In premise, I could further reduce the "JMPTAB" operation, at least for BJX2:
SUB Rs, $(MIN), R4
CMPHI $(MAX-MIN), R4
BT Lbl_Dfl
BRA.L R4
BRA Lbl_Case0
BRA Lbl_Case1
...
Where I could use BRA.L and save 1 instruction over the use of BRAF, but OTOH:
BRA.L uses a 4-byte scale vs the 2-byte scale used by every other branch op, if used would only ever see use in JMPTAB.
In this case, BRAF was basically grandfathered in from SuperH (where its roles were typically also in implementing jump tables and instruction slides). But, as noted, also has the slight annoyance of assuming a 16-bit instruction size (whereas jump-tables generally use 32-bit branch encodings, and 16-bit ops are not a thing in XG2 Mode).
Granted, a JTT-like instruction could make sense if behaviorally similar to a BRAF or BRA.L:
JTTL Imm10, Rn
Rn<Imm10u:
Branch to PC+4+Rn*4
Else:
Branch to PC+4+Imm10*4
Where the else case is understood as holding a branch to the "default" label.
SUB Rs, $(MIN), R4
JTTL $(MAX-MIN), R4
BRA Lbl_Case0
BRA Lbl_Case1
Could poke at it, but saving a few clock cycles on "switch()" dispatch isn't an immediate priority.
Currently, BGBCC does not use this strategy.

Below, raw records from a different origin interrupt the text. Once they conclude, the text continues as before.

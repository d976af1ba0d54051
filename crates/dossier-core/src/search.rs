//! Corpus search.
//!
//! 1. Trim the query; an empty query returns no hits.
//! 2. Classify the query into a [`QueryMode`].
//! 3. Walk the corpus in stored order, skipping nameless records.
//! 4. Keep each matching record whose `(name, NIK, NIP)` key has not
//!    already been kept.
//!
//! Hits are not scored or ranked; they come back in corpus order.

use std::collections::HashSet;

use crate::matcher::{Matcher, QueryMode};
use crate::models::{CanonicalRecord, Corpus};
use crate::schema::Field;

/// Result of one search, with the mode that produced it.
#[derive(Debug, Clone)]
pub struct SearchOutcome<'a> {
    /// The trimmed query.
    pub query: String,
    pub mode: QueryMode,
    pub hits: Vec<&'a CanonicalRecord>,
}

impl SearchOutcome<'_> {
    pub fn is_empty(&self) -> bool {
        self.hits.is_empty()
    }
}

/// Applies a [`Matcher`] across a [`Corpus`].
#[derive(Debug, Clone, Default)]
pub struct SearchEngine {
    matcher: Matcher,
}

impl SearchEngine {
    pub fn new(matcher: Matcher) -> Self {
        Self { matcher }
    }

    pub fn matcher(&self) -> &Matcher {
        &self.matcher
    }

    /// Matching records in corpus order, deduplicated.
    pub fn search<'a>(&self, corpus: &'a Corpus, query: &str) -> Vec<&'a CanonicalRecord> {
        self.execute(corpus, query).hits
    }

    /// Like [`search`](Self::search), also reporting the query mode.
    pub fn execute<'a>(&self, corpus: &'a Corpus, query: &str) -> SearchOutcome<'a> {
        let query = query.trim();
        let mode = QueryMode::classify(query);
        let mut outcome = SearchOutcome {
            query: query.to_string(),
            mode,
            hits: Vec::new(),
        };

        if query.is_empty() {
            return outcome;
        }

        let mut seen: HashSet<(&str, &str, &str)> = HashSet::new();

        for record in corpus {
            let name = record.name();
            if name.is_empty() {
                continue;
            }

            let key = dedup_key(record);
            if seen.contains(&key) {
                continue;
            }

            let matched = match mode {
                QueryMode::FullName => self.matcher.matches_full(name, query),
                QueryMode::Nickname => self.matcher.matches_nick(name, query),
            };

            if matched {
                seen.insert(key);
                outcome.hits.push(record);
            }
        }

        outcome
    }
}

/// Records sharing this key are the same person seen in several sources.
fn dedup_key(record: &CanonicalRecord) -> (&str, &str, &str) {
    (
        record.name(),
        record.get(Field::NationalId),
        record.get(Field::EmployeeId),
    )
}

#[cfg(test)]
mod tests {
    use super::*;
    use crate::normalize::Normalizer;
    use serde_json::{json, Value};

    fn corpus(entries: &[(Value, &str)]) -> Corpus {
        let normalizer = Normalizer::default();
        Corpus::from_records(entries.iter().map(|(value, source)| {
            normalizer.normalize(value.as_object().unwrap(), source)
        }))
    }

    fn names<'a>(hits: &[&'a CanonicalRecord]) -> Vec<&'a str> {
        hits.iter().map(|r| r.name()).collect()
    }

    #[test]
    fn test_empty_query() {
        let c = corpus(&[(json!({ "nama": "Andi" }), "a.json")]);
        let engine = SearchEngine::default();
        assert!(engine.search(&c, "").is_empty());
        assert!(engine.search(&c, "   \t ").is_empty());
    }

    #[test]
    fn test_empty_corpus() {
        let engine = SearchEngine::default();
        assert!(engine.search(&Corpus::default(), "andi").is_empty());
    }

    #[test]
    fn test_results_in_corpus_order() {
        let c = corpus(&[
            (json!({ "nama": "Budi Santoso" }), "a.json"),
            (json!({ "nama": "Andi Budiman" }), "a.json"),
            (json!({ "nama": "Citra Lestari" }), "b.json"),
            (json!({ "nama": "Budi" }), "b.json"),
        ]);
        let hits = SearchEngine::default().search(&c, "budi");
        assert_eq!(names(&hits), vec!["BUDI SANTOSO", "ANDI BUDIMAN", "BUDI"]);
    }

    #[test]
    fn test_dedup_keeps_first_source() {
        let c = corpus(&[
            (json!({ "nama": "Andi Saputra", "nik": "3201", "nip": "19" }), "first.json"),
            (json!({ "NAME": "andi saputra", "no_ktp": "3201", "employee_id": "19" }), "second.json"),
        ]);
        let hits = SearchEngine::default().search(&c, "Andi Saputra");
        assert_eq!(hits.len(), 1);
        assert_eq!(hits[0].source(), "first.json");
    }

    #[test]
    fn test_dedup_distinguishes_ids() {
        let c = corpus(&[
            (json!({ "nama": "Andi Saputra", "nik": "3201" }), "a.json"),
            (json!({ "nama": "Andi Saputra", "nik": "3202" }), "b.json"),
        ]);
        let hits = SearchEngine::default().search(&c, "andi");
        assert_eq!(hits.len(), 2);
    }

    #[test]
    fn test_execute_reports_mode() {
        let c = corpus(&[(json!({ "nama": "Andi Saputra" }), "a.json")]);
        let engine = SearchEngine::default();

        let outcome = engine.execute(&c, "  andi saputra ");
        assert_eq!(outcome.mode, QueryMode::FullName);
        assert_eq!(outcome.query, "andi saputra");
        assert_eq!(outcome.hits.len(), 1);

        let outcome = engine.execute(&c, "saputra");
        assert_eq!(outcome.mode, QueryMode::Nickname);
        assert!(!outcome.is_empty());
    }

    #[test]
    fn test_full_name_mode_is_strict() {
        let c = corpus(&[
            (json!({ "nama": "Budi Santoso" }), "a.json"),
            (json!({ "nama": "Budi Hartono" }), "a.json"),
        ]);
        let hits = SearchEngine::default().search(&c, "budi santoso");
        assert_eq!(names(&hits), vec!["BUDI SANTOSO"]);
    }
}
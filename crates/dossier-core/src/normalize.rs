//! Record normalization: raw source records → canonical records.
//!
//! # Algorithm
//!
//! 1. Start with every canonical field empty and the provenance set.
//! 2. Resolve the subject's name from a prioritized list of name keys,
//!    then from any key containing `NAMA` or `NAME`. The winner is trimmed
//!    and upper-cased.
//! 3. Map every other non-blank value through the [`AliasTable`]: exact
//!    hit first, substring fallback on a miss. A field keeps the first
//!    value written to it.
//!
//! Step 3 only reaches the name field when step 2 found nothing, and then
//! stores the value upper-cased like step 2 would. Keys that map nowhere
//! are dropped without error.

use crate::alias::{normalize_key, AliasTable};
use crate::models::{value_to_string, CanonicalRecord, RawRecord};
use crate::schema::Field;

/// Name keys in priority order, compared against upper-cased raw keys.
pub const NAME_KEYS: &[&str] = &[
    "NAMA",
    "NAME",
    "NAMA LENGKAP",
    "NAMA_LENGKAP",
    "FULL_NAME",
    "NAMA_LGKP",
    "NAMA LGKP",
    "PEGAWAI",
    "EMPLOYEE",
    "NAMA_PEGAWAI",
];

/// Substrings that mark a key as name-like when no priority key matched.
const NAME_MARKERS: &[&str] = &["NAMA", "NAME"];

/// Converts raw records into canonical records.
///
/// Holds the alias table and name-key list it was built with; both are
/// fixed for the lifetime of the normalizer.
#[derive(Debug, Clone)]
pub struct Normalizer {
    aliases: AliasTable,
    name_keys: Vec<String>,
}

impl Normalizer {
    pub fn new(aliases: AliasTable) -> Self {
        Self {
            aliases,
            name_keys: NAME_KEYS.iter().map(|k| k.to_string()).collect(),
        }
    }

    /// Append extra name keys after the built-in priority list.
    pub fn with_name_keys<I, S>(mut self, extra: I) -> Self
    where
        I: IntoIterator<Item = S>,
        S: AsRef<str>,
    {
        for key in extra {
            let key = key.as_ref().trim().to_uppercase();
            if !key.is_empty() && !self.name_keys.contains(&key) {
                self.name_keys.push(key);
            }
        }
        self
    }

    pub fn aliases(&self) -> &AliasTable {
        &self.aliases
    }

    pub fn name_keys(&self) -> &[String] {
        &self.name_keys
    }

    /// Normalize one raw record read from `source_id`.
    pub fn normalize(&self, raw: &RawRecord, source_id: &str) -> CanonicalRecord {
        let mut record = CanonicalRecord::empty(source_id);

        if let Some(name) = self.resolve_name(raw) {
            record.set(Field::Name, name);
        }

        for (raw_key, raw_value) in raw {
            let value = value_to_string(raw_value);
            let value = value.trim();
            if value.is_empty() {
                continue;
            }

            let key = normalize_key(raw_key);
            if key.is_empty() {
                continue;
            }

            let target = match self.aliases.canonicalize(&key) {
                Some(field) => Some(field).filter(|f| !record.is_set(*f)),
                None => self
                    .aliases
                    .fallback_matches(&key)
                    .find(|f| !record.is_set(*f)),
            };

            match target {
                Some(Field::Name) => record.set(Field::Name, value.to_uppercase()),
                Some(field) => record.set(field, value.to_string()),
                None => {}
            }
        }

        record
    }

    /// Find the subject's name, trimmed and upper-cased.
    fn resolve_name(&self, raw: &RawRecord) -> Option<String> {
        let non_blank = |value: &serde_json::Value| {
            let s = value_to_string(value);
            let s = s.trim();
            (!s.is_empty()).then(|| s.to_uppercase())
        };

        for wanted in &self.name_keys {
            let hit = raw
                .iter()
                .filter(|(k, _)| k.trim().to_uppercase() == *wanted)
                .find_map(|(_, v)| non_blank(v));
            if hit.is_some() {
                return hit;
            }
        }

        raw.iter()
            .filter(|(k, _)| {
                let upper = k.to_uppercase();
                NAME_MARKERS.iter().any(|m| upper.contains(m))
            })
            .find_map(|(_, v)| non_blank(v))
    }
}

impl Default for Normalizer {
    fn default() -> Self {
        Self::new(AliasTable::builtin())
    }
}
//! Core data models: raw source records, canonical records, and the corpus.

use serde::ser::{Serialize, SerializeMap, Serializer};
use serde_json::{Map, Value};

use crate::schema::Field;

/// A record exactly as read from a source: arbitrary keys, JSON values.
///
/// Key order is the order the keys appeared in the source document.
pub type RawRecord = Map<String, Value>;

/// A normalized record: one value per canonical field plus provenance.
///
/// Only [`Normalizer`](crate::Normalizer) builds these, so every field is
/// always present (possibly empty) and the name is trimmed and upper-cased.
#[derive(Debug, Clone, PartialEq, Eq)]
pub struct CanonicalRecord {
    values: [String; 14],
    source: String,
}

impl CanonicalRecord {
    pub(crate) fn empty(source: &str) -> Self {
        Self {
            values: Default::default(),
            source: source.to_string(),
        }
    }

    pub(crate) fn set(&mut self, field: Field, value: String) {
        self.values[field.index()] = value;
    }

    pub(crate) fn is_set(&self, field: Field) -> bool {
        !self.values[field.index()].is_empty()
    }

    /// Value of `field`, empty if the source had nothing for it.
    pub fn get(&self, field: Field) -> &str {
        &self.values[field.index()]
    }

    pub fn name(&self) -> &str {
        self.get(Field::Name)
    }

    /// Identifier of the source this record was loaded from.
    pub fn source(&self) -> &str {
        &self.source
    }

    /// All fields in canonical order, including empty ones.
    pub fn fields(&self) -> impl Iterator<Item = (Field, &str)> {
        Field::ALL.into_iter().map(move |f| (f, self.get(f)))
    }

    /// Only the fields that carry a value, in canonical order.
    pub fn populated(&self) -> impl Iterator<Item = (Field, &str)> {
        self.fields().filter(|(_, v)| !v.is_empty())
    }
}

/// JSON shape: snake_case field keys for populated fields, then `source`.
impl Serialize for CanonicalRecord {
    fn serialize<S: Serializer>(&self, serializer: S) -> Result<S::Ok, S::Error> {
        let mut map = serializer.serialize_map(None)?;
        for (field, value) in self.populated() {
            map.serialize_entry(field.key(), value)?;
        }
        map.serialize_entry("source", &self.source)?;
        map.end()
    }
}

/// Ordered, read-only collection of named canonical records.
#[derive(Debug, Clone, Default)]
pub struct Corpus {
    records: Vec<CanonicalRecord>,
}

impl Corpus {
    /// Build a corpus, dropping any record without a name.
    pub fn from_records(records: impl IntoIterator<Item = CanonicalRecord>) -> Self {
        Self {
            records: records.into_iter().filter(|r| !r.name().is_empty()).collect(),
        }
    }

    pub fn records(&self) -> &[CanonicalRecord] {
        &self.records
    }

    pub fn iter(&self) -> std::slice::Iter<'_, CanonicalRecord> {
        self.records.iter()
    }

    pub fn len(&self) -> usize {
        self.records.len()
    }

    pub fn is_empty(&self) -> bool {
        self.records.is_empty()
    }
}

impl<'a> IntoIterator for &'a Corpus {
    type Item = &'a CanonicalRecord;
    type IntoIter = std::slice::Iter<'a, CanonicalRecord>;

    fn into_iter(self) -> Self::IntoIter {
        self.records.iter()
    }
}

/// Render a raw JSON value as the string stored in a canonical field.
///
/// `null` renders as an empty string; strings are used as-is; everything
/// else uses its compact JSON text.
pub fn value_to_string(value: &Value) -> String {
    match value {
        Value::Null => String::new(),
        Value::String(s) => s.clone(),
        other => other.to_string(),
    }
}
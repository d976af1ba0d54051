//! The canonical record schema.
//!
//! Every normalized record exposes exactly these fields, in this order.
//! Labels follow the source data's conventions and are what the CLI
//! prints; keys are the stable snake_case identifiers used in
//! configuration files and JSON output.

use std::fmt;
use std::str::FromStr;

/// One attribute of a canonical record.
#[derive(Debug, Clone, Copy, PartialEq, Eq, Hash, PartialOrd, Ord)]
pub enum Field {
    Name,
    Address,
    Gender,
    BirthDate,
    Position,
    MotherName,
    NationalId,
    EmployeeId,
    BankAccount,
    StudentId,
    Phone,
    Email,
    FatherPhone,
    MotherPhone,
}

impl Field {
    /// All canonical fields in display order.
    pub const ALL: [Field; 14] = [
        Field::Name,
        Field::Address,
        Field::Gender,
        Field::BirthDate,
        Field::Position,
        Field::MotherName,
        Field::NationalId,
        Field::EmployeeId,
        Field::BankAccount,
        Field::StudentId,
        Field::Phone,
        Field::Email,
        Field::FatherPhone,
        Field::MotherPhone,
    ];

    /// Position of this field in [`Field::ALL`].
    pub fn index(self) -> usize {
        self as usize
    }

    /// Human-facing label.
    pub fn label(self) -> &'static str {
        match self {
            Field::Name => "Nama",
            Field::Address => "Alamat",
            Field::Gender => "Gender",
            Field::BirthDate => "Tanggal Lahir",
            Field::Position => "Jabatan",
            Field::MotherName => "Nama Ibu",
            Field::NationalId => "NIK",
            Field::EmployeeId => "NIP",
            Field::BankAccount => "NOMOR REKENING",
            Field::StudentId => "NISN",
            Field::Phone => "Nomor Hp",
            Field::Email => "Email",
            Field::FatherPhone => "Nomor AYAH",
            Field::MotherPhone => "Nomor IBU",
        }
    }

    /// Snake_case key used in config files and JSON output.
    pub fn key(self) -> &'static str {
        match self {
            Field::Name => "name",
            Field::Address => "address",
            Field::Gender => "gender",
            Field::BirthDate => "birth_date",
            Field::Position => "position",
            Field::MotherName => "mother_name",
            Field::NationalId => "national_id",
            Field::EmployeeId => "employee_id",
            Field::BankAccount => "bank_account",
            Field::StudentId => "student_id",
            Field::Phone => "phone",
            Field::Email => "email",
            Field::FatherPhone => "father_phone",
            Field::MotherPhone => "mother_phone",
        }
    }
}

impl fmt::Display for Field {
    fn fmt(&self, f: &mut fmt::Formatter<'_>) -> fmt::Result {
        f.write_str(self.label())
    }
}

/// Error returned when a string names no canonical field.
#[derive(Debug, Clone, PartialEq, Eq)]
pub struct UnknownField(pub String);

impl fmt::Display for UnknownField {
    fn fmt(&self, f: &mut fmt::Formatter<'_>) -> fmt::Result {
        write!(f, "unknown field: '{}'", self.0)
    }
}

impl std::error::Error for UnknownField {}

impl FromStr for Field {
    type Err = UnknownField;

    /// Accepts either the snake_case key or the display label, case-insensitively.
    fn from_str(s: &str) -> Result<Self, Self::Err> {
        let wanted = s.trim();
        Field::ALL
            .into_iter()
            .find(|f| f.key().eq_ignore_ascii_case(wanted) || f.label().eq_ignore_ascii_case(wanted))
            .ok_or_else(|| UnknownField(s.to_string()))
    }
}

#[cfg(test)]
mod tests {
    use super::*;

    #[test]
    fn test_all_in_index_order() {
        for (i, field) in Field::ALL.iter().enumerate() {
            assert_eq!(field.index(), i);
        }
    }

    #[test]
    fn test_keys_and_labels_unique() {
        let mut keys: Vec<&str> = Field::ALL.iter().map(|f| f.key()).collect();
        keys.sort();
        keys.dedup();
        assert_eq!(keys.len(), 14);

        let mut labels: Vec<&str> = Field::ALL.iter().map(|f| f.label()).collect();
        labels.sort();
        labels.dedup();
        assert_eq!(labels.len(), 14);
    }

    #[test]
    fn test_parse_key_and_label() {
        assert_eq!("phone".parse::<Field>().unwrap(), Field::Phone);
        assert_eq!("Nomor Hp".parse::<Field>().unwrap(), Field::Phone);
        assert_eq!("NIK".parse::<Field>().unwrap(), Field::NationalId);
        assert_eq!(" birth_date ".parse::<Field>().unwrap(), Field::BirthDate);
        assert!("shoe_size".parse::<Field>().is_err());
    }
}
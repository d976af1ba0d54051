//! Filesystem source discovery.
//!
//! Walks `sources.root`, keeps files that match an include glob and no
//! exclude glob, and returns them sorted by relative path so loading is
//! deterministic. Only the top level is scanned unless
//! `sources.recursive` is set.

use anyhow::{bail, Result};
use globset::{Glob, GlobSet, GlobSetBuilder};
use serde_json::Value;
use std::path::{Path, PathBuf};
use walkdir::WalkDir;

use crate::config::SourcesConfig;
use crate::errors::SourceError;
use crate::loader::RecordSource;

/// A JSON file discovered under the source root.
#[derive(Debug, Clone, PartialEq, Eq)]
pub struct JsonFile {
    /// Path relative to the source root; used as provenance.
    pub id: String,
    pub path: PathBuf,
}

impl JsonFile {
    pub fn new(id: impl Into<String>, path: impl Into<PathBuf>) -> Self {
        Self {
            id: id.into(),
            path: path.into(),
        }
    }
}

impl RecordSource for JsonFile {
    fn id(&self) -> &str {
        &self.id
    }

    fn read_json(&self) -> Result<Value, SourceError> {
        let text = std::fs::read_to_string(&self.path).map_err(|error| SourceError::Io {
            source_id: self.id.clone(),
            error,
        })?;
        serde_json::from_str(&text).map_err(|error| SourceError::Parse {
            source_id: self.id.clone(),
            error,
        })
    }
}

/// List source files under the configured root.
///
/// Fails if the root does not exist; callers treat that as an empty
/// corpus rather than a crash.
pub fn scan_sources(config: &SourcesConfig) -> Result<Vec<JsonFile>> {
    let root = &config.root;
    if !root.is_dir() {
        bail!("Source directory not found: {}", root.display());
    }

    let include_set = build_globset(&config.include_globs)?;
    let exclude_set = build_globset(&config.exclude_globs)?;

    let mut walker = WalkDir::new(root).follow_links(config.follow_symlinks);
    if !config.recursive {
        walker = walker.max_depth(1);
    }

    let mut files = Vec::new();
    for entry in walker {
        let entry = match entry {
            Ok(entry) => entry,
            Err(e) => {
                tracing::warn!("skipping unreadable path under {}: {}", root.display(), e);
                continue;
            }
        };
        if !entry.file_type().is_file() {
            continue;
        }

        let path = entry.path();
        let rel_str = relative_id(root, path);

        if exclude_set.is_match(&rel_str) {
            continue;
        }
        if !include_set.is_match(&rel_str) {
            continue;
        }

        files.push(JsonFile::new(rel_str, path));
    }

    files.sort_by(|a, b| a.id.cmp(&b.id));

    Ok(files)
}

fn relative_id(root: &Path, path: &Path) -> String {
    let relative = path.strip_prefix(root).unwrap_or(path);
    relative
        .components()
        .map(|c| c.as_os_str().to_string_lossy())
        .collect::<Vec<_>>()
        .join("/")
}

fn build_globset(patterns: &[String]) -> Result<GlobSet> {
    let mut builder = GlobSetBuilder::new();
    for pattern in patterns {
        builder.add(Glob::new(pattern)?);
    }
    Ok(builder.build()?)
}
use std::sync::Arc;

use dossier_core::{
    AliasTable, Corpus, Field, LevenshteinSimilarity, MatchThresholds, Matcher, Normalizer,
    RawRecord, SearchEngine,
};
use serde_json::{json, Value};

fn raw(value: Value) -> RawRecord {
    value.as_object().cloned().unwrap()
}

#[test]
fn normalize_always_emits_fourteen_fields() {
    let normalizer = Normalizer::default();
    let inputs = [
        json!({}),
        json!({ "nama": "Andi" }),
        json!({ "x": 1, "y": null, "z": [1, 2] }),
        json!({ "nama": "Andi", "nik": "1", "nip": "2", "email": "a@b.c" }),
    ];
    for input in inputs {
        let record = normalizer.normalize(&raw(input), "src.json");
        let fields: Vec<Field> = record.fields().map(|(f, _)| f).collect();
        assert_eq!(fields, Field::ALL.to_vec());
        assert_eq!(record.source(), "src.json");
    }
}

#[test]
fn alias_spelling_does_not_change_result() {
    let normalizer = Normalizer::default();
    let spellings = [
        ("no_hp", "phone", "Nomor_HP"),
        ("tgl_lahir", "birthdate", "Tanggal Lahir"),
        ("nip", "employee_id", "NIP_Pegawai"),
    ];
    for (a, b, c) in spellings {
        let records: Vec<_> = [a, b, c]
            .into_iter()
            .map(|key| {
                let mut map = RawRecord::new();
                map.insert("nama".to_string(), json!("Andi"));
                map.insert(key.to_string(), json!("value-1"));
                normalizer.normalize(&map, "s.json")
            })
            .collect();
        assert_eq!(records[0], records[1], "{} vs {}", a, b);
        assert_eq!(records[1], records[2], "{} vs {}", b, c);
    }
}

#[test]
fn configured_aliases_extend_without_touching_normalizer() {
    let aliases = AliasTable::builtin()
        .with_alias("surel", Field::Email)
        .with_alias("kontak_darurat", Field::FatherPhone);
    let normalizer = Normalizer::new(aliases);
    let record = normalizer.normalize(
        &raw(json!({ "nama": "Andi", "surel": "andi@example.com", "kontak_darurat": "0812" })),
        "s.json",
    );
    assert_eq!(record.get(Field::Email), "andi@example.com");
    assert_eq!(record.get(Field::FatherPhone), "0812");
}

#[test]
fn search_across_sources_end_to_end() {
    let normalizer = Normalizer::default();
    let sources: Vec<(&str, Vec<Value>)> = vec![
        (
            "pegawai.json",
            vec![
                json!({ "NAMA_PEGAWAI": "Siti Nurhaliza", "NIP": "1987", "JABATAN": "Guru" }),
                json!({ "NAMA_PEGAWAI": "Andi Saputra", "NIP": "1990" }),
            ],
        ),
        (
            "siswa.json",
            vec![
                json!({ "nama_lengkap": "Dewi Lestari", "nisn": "0051" }),
                json!({ "alamat": "no name here" }),
            ],
        ),
        (
            "ktp.json",
            vec![json!({ "name": "siti nurhaliza", "nip": "1987", "ktp": "" })],
        ),
    ];

    let corpus = Corpus::from_records(sources.iter().flat_map(|(source, rows)| {
        let normalizer = &normalizer;
        rows.iter()
            .map(move |row| normalizer.normalize(row.as_object().unwrap(), source))
    }));
    assert_eq!(corpus.len(), 4);

    let engine = SearchEngine::default();

    let hits = engine.search(&corpus, "siti");
    assert_eq!(hits.len(), 1);
    assert_eq!(hits[0].source(), "pegawai.json");
    assert_eq!(hits[0].get(Field::Position), "Guru");

    let hits = engine.search(&corpus, "Dewi Lestari");
    assert_eq!(hits.len(), 1);
    assert_eq!(hits[0].get(Field::StudentId), "0051");

    assert!(engine.search(&corpus, "Dewi Permata").is_empty());
}

#[test]
fn levenshtein_scorer_is_swappable() {
    let engine = SearchEngine::new(Matcher::new(
        Arc::new(LevenshteinSimilarity),
        MatchThresholds::default(),
    ));
    let normalizer = Normalizer::default();
    let corpus = Corpus::from_records(vec![
        normalizer.normalize(&raw(json!({ "nama": "Muhammad Rizky Pratama" })), "a.json"),
        normalizer.normalize(&raw(json!({ "nama": "Budi Santoso" })), "a.json"),
    ]);

    let hits = engine.search(&corpus, "muhammad rizki pratama");
    assert_eq!(hits.len(), 1);
    assert!(engine.search(&corpus, "budi").len() == 1);
}
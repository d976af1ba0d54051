//! Export the normalized corpus as JSON.
//!
//! Writes every loaded record (populated fields plus `source`) as a
//! pretty-printed array. Useful for checking how sources were mapped onto
//! the canonical schema.

use anyhow::{Context, Result};
use serde::Serialize;
use std::path::Path;

use dossier_core::CanonicalRecord;

use crate::config::Config;
use crate::loader;

#[derive(Serialize)]
struct ExportData<'a> {
    sources: Vec<ExportSource<'a>>,
    records: &'a [CanonicalRecord],
}

#[derive(Serialize)]
struct ExportSource<'a> {
    id: &'a str,
    status: &'static str,
    #[serde(skip_serializing_if = "Option::is_none")]
    error: Option<String>,
}

/// Export the corpus. Writes to `output` if given, otherwise to stdout.
pub fn run_export(config: &Config, output: Option<&Path>) -> Result<()> {
    let outcome = loader::load_configured(config)?;

    let sources = outcome
        .reports
        .iter()
        .map(|r| match &r.status {
            loader::SourceStatus::Loaded { .. } => ExportSource {
                id: &r.id,
                status: "ok",
                error: None,
            },
            loader::SourceStatus::Skipped(e) => ExportSource {
                id: &r.id,
                status: "skipped",
                error: Some(e.to_string()),
            },
        })
        .collect();

    let data = ExportData {
        sources,
        records: outcome.corpus.records(),
    };
    let json = serde_json::to_string_pretty(&data)?;

    match output {
        Some(path) => {
            if let Some(parent) = path.parent() {
                if !parent.as_os_str().is_empty() {
                    std::fs::create_dir_all(parent)?;
                }
            }
            std::fs::write(path, &json)
                .with_context(|| format!("Failed to write export: {}", path.display()))?;
            eprintln!(
                "Exported {} records from {} sources to {}",
                outcome.corpus.len(),
                outcome.reports.len(),
                path.display()
            );
        }
        None => {
            println!("{}", json);
        }
    }

    Ok(())
}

Though, for 64-bit constants it could be more compact and faster.
>
But, better still would be having Jumbo prefixes or similar, or even a
SHORI instruction.
>
Better Still Still is having 32-bit and 64-bit constants available
from the instruction stream and positioned in either operand position.
>
>
Granted...
>
>
Say, 64-bit constant-load in SH-5 or similar:
xxxxyyyyzzzzwwww
MOV ImmX, Rn
SHORI ImmY, Rn
SHORI ImmZ, Rn
SHORI ImmW, Rn
Where, one loads the constant in 16-bit chunks.
>
Yech
>
>
But, 4 is still less than 6.
1 is less than 4, too.
Granted...
As noted, I also have what is effectively:
J_IMM Imm24Hi; J_IMM Imm24Mi; MOV Imm16Lo, Rn
Being understood as a single 64-bit load.
Fetched all at once;
Decoded all at once;
Executes all at once in the pipeline.
Generally as a pattern:
LaneA Decoder sees that it is flagged as having 2 jumbo prefixes;
Decodes according to the 2-jumbo-prefix rules;
Fills its lane's 33 bit output.
LaneB decoder sees that it is a jumbo prefix;
Fills its lane's 33 bit immediate.
A later stage sees we are doing a 64-bit constant load, and glues the lane A and B immediate fields together to produce the output value.
By itself, each jumbo prefix decodes as a NOP.